In this study, we determined the in vitro and in vivo efficacy of
sodium iodide symporter (NIS) gene transfer and the therapeutic potential of
oncolytic virotherapy combined with radioiodine
therapy using a conditionally replicating oncolytic adenovirus. For this purpose, we used a replication-selective adenovirus in which the E1a gene is driven by the mouse
alpha-fetoprotein (AFP) promoter and the human NIS gene is inserted in the E3 region (Ad5-E1/AFP-E3/NIS). Human
hepatocellular carcinoma cells (HuH7) infected with Ad5-E1/AFP-E3/NIS concentrated radioiodine at a level that was sufficiently high for a
therapeutic effect in vitro.

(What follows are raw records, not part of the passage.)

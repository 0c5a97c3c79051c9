use std::sync::{Arc, PoisonError, RwLock};

use chrono::NaiveDateTime;
use pushkind_common::domain::auth::AuthenticatedUser;
use pushkind_common::routes::check_role;
use serde::Serialize;

use crate::SERVICE_ACCESS_ROLE;
use crate::domain::category::{Category, MenuQuery, RECOMMENDED_CATEGORY_ID};
use crate::domain::product::Product;
use crate::domain::settings::AppSettings;
use crate::forms::catalog::SaveSettingsForm;
use crate::repository::{SettingsReader, SettingsWriter};
use crate::services::{ServiceError, ServiceResult};

/// Read-mostly snapshot of the brand configuration and catalog.
///
/// Readers get an `Arc` to the snapshot that was current when they asked;
/// an admin save swaps in a new snapshot wholesale.
#[derive(Debug)]
pub struct SettingsCache {
    current: RwLock<Arc<AppSettings>>,
}

impl Default for SettingsCache {
    fn default() -> Self {
        Self::new(AppSettings::default())
    }
}

impl SettingsCache {
    pub fn new(settings: AppSettings) -> Self {
        Self {
            current: RwLock::new(Arc::new(settings)),
        }
    }

    pub fn current(&self) -> Arc<AppSettings> {
        Arc::clone(&self.current.read().unwrap_or_else(PoisonError::into_inner))
    }

    pub fn replace(&self, settings: AppSettings) -> Arc<AppSettings> {
        let settings = Arc::new(settings);
        *self.current.write().unwrap_or_else(PoisonError::into_inner) = Arc::clone(&settings);
        settings
    }
}

/// Load the stored settings, falling back to the built-in defaults when the
/// store is empty or unreachable.
pub fn load_settings<R>(repo: &R) -> AppSettings
where
    R: SettingsReader + ?Sized,
{
    match repo.get_settings() {
        Ok(Some(settings)) => settings,
        Ok(None) => {
            log::info!("No stored kiosk settings, using defaults");
            AppSettings::default()
        }
        Err(err) => {
            log::error!("Failed to load kiosk settings, using defaults: {err}");
            AppSettings::default()
        }
    }
}

/// Menu payload for the customer screen.
#[derive(Debug, Serialize)]
#[serde(rename_all = "camelCase")]
pub struct MenuPage {
    pub brand_name: String,
    pub currency: String,
    /// Category tabs, led by the virtual recommended tab.
    pub categories: Vec<Category>,
    pub products: Vec<Product>,
    pub is_open: bool,
    pub is_holiday: bool,
}

pub fn load_menu(settings: &AppSettings, query: &MenuQuery, now: NaiveDateTime) -> MenuPage {
    let mut categories = Vec::with_capacity(settings.categories.len() + 1);
    categories.push(Category::new(RECOMMENDED_CATEGORY_ID, "RECOMMENDED", "⭐"));
    categories.extend(settings.categories.iter().cloned());

    MenuPage {
        brand_name: settings.brand_name.clone(),
        currency: settings.currency.clone(),
        categories,
        products: query.apply(&settings.products).into_iter().cloned().collect(),
        is_open: settings.is_open_at(now),
        is_holiday: settings.is_holiday(now.date()),
    }
}

/// Settings shown in the admin editor.
pub fn load_admin_settings(
    cache: &SettingsCache,
    user: &AuthenticatedUser,
) -> ServiceResult<Arc<AppSettings>> {
    if !check_role(SERVICE_ACCESS_ROLE, &user.roles) {
        return Err(ServiceError::Unauthorized);
    }

    Ok(cache.current())
}

/// Replace the stored settings and the in-memory snapshot.
///
/// The store is written first; the cache only changes when the write
/// succeeded.
pub fn save_settings<R>(
    repo: &R,
    cache: &SettingsCache,
    user: &AuthenticatedUser,
    form: SaveSettingsForm,
) -> ServiceResult<Arc<AppSettings>>
where
    R: SettingsWriter + ?Sized,
{
    if !check_role(SERVICE_ACCESS_ROLE, &user.roles) {
        return Err(ServiceError::Unauthorized);
    }

    let settings = form
        .into_settings()
        .map_err(|err| ServiceError::Form(err.to_string()))?;

    if let Err(err) = repo.replace_settings(&settings) {
        log::error!("Failed to save kiosk settings: {err}");
        return Err(ServiceError::from(err));
    }

    log::info!(
        "Kiosk settings saved by {}: {} categories, {} products",
        user.email,
        settings.categories.len(),
        settings.products.len()
    );

    Ok(cache.replace(settings))
}

#[cfg(test)]
mod tests {
    use super::*;
    use chrono::{NaiveDate, Weekday};
    use pushkind_common::repository::errors::RepositoryError;

    use crate::forms::catalog::{CategoryForm, PriceInput, ProductForm, WorkingHoursForm};
    use crate::repository::mock::{MockSettingsReader, MockSettingsWriter};

    fn user_with_roles(roles: &[&str]) -> AuthenticatedUser {
        AuthenticatedUser {
            sub: "user-1".to_string(),
            email: "user@example.com".to_string(),
            hub_id: 9,
            name: "Tester".to_string(),
            roles: roles.iter().map(|role| (*role).to_string()).collect(),
            exp: 0,
        }
    }

    fn noon(date: NaiveDate) -> NaiveDateTime {
        date.and_hms_opt(12, 0, 0).unwrap_or_default()
    }

    fn save_form() -> SaveSettingsForm {
        let week = [
            Weekday::Mon,
            Weekday::Tue,
            Weekday::Wed,
            Weekday::Thu,
            Weekday::Fri,
            Weekday::Sat,
            Weekday::Sun,
        ];

        SaveSettingsForm {
            brand_name: "Pizza Place".to_string(),
            primary_color: "#123456".to_string(),
            theme_mode: "dark".to_string(),
            currency: "€".to_string(),
            categories: vec![CategoryForm {
                id: "PIZZA".to_string(),
                label: "Pizza".to_string(),
                icon: "🍕".to_string(),
                background_image: None,
            }],
            products: vec![ProductForm {
                id: "p1".to_string(),
                name: "Margherita".to_string(),
                price: PriceInput::Number(8.5),
                category_id: "PIZZA".to_string(),
                description: String::new(),
                image: None,
                is_bestseller: true,
                is_available: true,
                is_vegetarian: true,
                sizes: vec![],
                addons: vec![],
            }],
            working_hours: week
                .iter()
                .map(|day| WorkingHoursForm {
                    day: *day,
                    is_open: true,
                    open_time: "09:00".to_string(),
                    close_time: "21:00".to_string(),
                })
                .collect(),
            force_holidays: vec![],
            notification_webhook_url: None,
        }
    }

    #[test]
    fn load_settings_prefers_stored_snapshot() {
        let mut repo = MockSettingsReader::new();
        repo.expect_get_settings().times(1).returning(|| {
            Ok(Some(AppSettings {
                brand_name: "Stored".to_string(),
                ..AppSettings::default()
            }))
        });

        assert_eq!(load_settings(&repo).brand_name, "Stored");
    }

    #[test]
    fn load_settings_falls_back_on_error() {
        let mut repo = MockSettingsReader::new();
        repo.expect_get_settings()
            .times(1)
            .returning(|| Err(RepositoryError::NotFound));

        assert_eq!(load_settings(&repo), AppSettings::default());
    }

    #[test]
    fn load_settings_falls_back_when_empty() {
        let mut repo = MockSettingsReader::new();
        repo.expect_get_settings().times(1).returning(|| Ok(None));

        assert_eq!(load_settings(&repo), AppSettings::default());
    }

    #[test]
    fn menu_lists_recommended_tab_and_bestsellers() {
        let settings = AppSettings::default();
        let query = MenuQuery::default().category(RECOMMENDED_CATEGORY_ID);
        let now = noon(NaiveDate::from_ymd_opt(2024, 1, 3).unwrap_or_default());

        let page = load_menu(&settings, &query, now);

        assert_eq!(page.categories[0].id, RECOMMENDED_CATEGORY_ID);
        assert_eq!(page.categories.len(), settings.categories.len() + 1);
        assert!(!page.products.is_empty());
        assert!(page.products.iter().all(|product| product.is_bestseller));
        assert!(page.is_open);
        assert!(!page.is_holiday);
    }

    #[test]
    fn menu_reports_holiday_as_closed() {
        let mut settings = AppSettings::default();
        let date = NaiveDate::from_ymd_opt(2024, 12, 25).unwrap_or_default();
        settings.force_holidays.insert(date);

        let page = load_menu(&settings, &MenuQuery::default(), noon(date));

        assert!(page.is_holiday);
        assert!(!page.is_open);
    }

    #[test]
    fn save_settings_requires_role() {
        let repo = MockSettingsWriter::new();
        let cache = SettingsCache::default();
        let user = user_with_roles(&[]);

        let result = save_settings(&repo, &cache, &user, save_form());

        assert!(matches!(result, Err(ServiceError::Unauthorized)));
    }

    #[test]
    fn save_settings_rejects_invalid_form() {
        let repo = MockSettingsWriter::new();
        let cache = SettingsCache::default();
        let user = user_with_roles(&[SERVICE_ACCESS_ROLE]);
        let mut form = save_form();
        form.products[0].category_id = "MISSING".to_string();

        let result = save_settings(&repo, &cache, &user, form);

        match result {
            Err(ServiceError::Form(message)) => assert!(message.contains("MISSING")),
            other => panic!("expected form error, got {other:?}"),
        }
        assert_eq!(cache.current().brand_name, AppSettings::default().brand_name);
    }

    #[test]
    fn save_settings_replaces_store_and_cache() {
        let mut repo = MockSettingsWriter::new();
        let cache = SettingsCache::default();
        let user = user_with_roles(&[SERVICE_ACCESS_ROLE]);

        repo.expect_replace_settings()
            .times(1)
            .withf(|settings| {
                assert_eq!(settings.brand_name, "Pizza Place");
                assert_eq!(settings.products.len(), 1);
                assert_eq!(settings.working_hours.len(), 7);
                true
            })
            .returning(|_| Ok(()));

        let saved = save_settings(&repo, &cache, &user, save_form()).expect("saved");

        assert_eq!(saved.brand_name, "Pizza Place");
        assert_eq!(cache.current().currency, "€");
    }

    #[test]
    fn save_settings_keeps_cache_when_store_fails() {
        let mut repo = MockSettingsWriter::new();
        let cache = SettingsCache::default();
        let user = user_with_roles(&[SERVICE_ACCESS_ROLE]);

        repo.expect_replace_settings()
            .times(1)
            .returning(|_| Err(RepositoryError::NotFound));

        let result = save_settings(&repo, &cache, &user, save_form());

        assert!(matches!(result, Err(ServiceError::Repository(_))));
        assert_eq!(cache.current().brand_name, AppSettings::default().brand_name);
    }
}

In vivo experiments demonstrated that 3 days after intratumoral (i.t.) injection of Ad5-E1/AFP-E3/NIS HuH7 xenograft
tumors accumulated approximately 25% ID g(-1) (percentage of the injected dose per gram
tumor tissue) (123)I as shown by (123)I
gamma camera imaging. A single i.t. injection of Ad5-E1/AFP-E3/NIS (virotherapy) resulted in a significant reduction of
tumor growth and prolonged survival, as compared with injection of saline. Combination of
oncolytic virotherapy with radioiodine treatment (radiovirotherapy) led to an additional reduction of
tumor growth that resulted in markedly improved survival as compared with virotherapy alone. In conclusion, local in vivo NIS gene transfer using a replication-selective oncolytic adenovirus is able to induce a significant
therapeutic effect, which can be enhanced by additional (131)I application.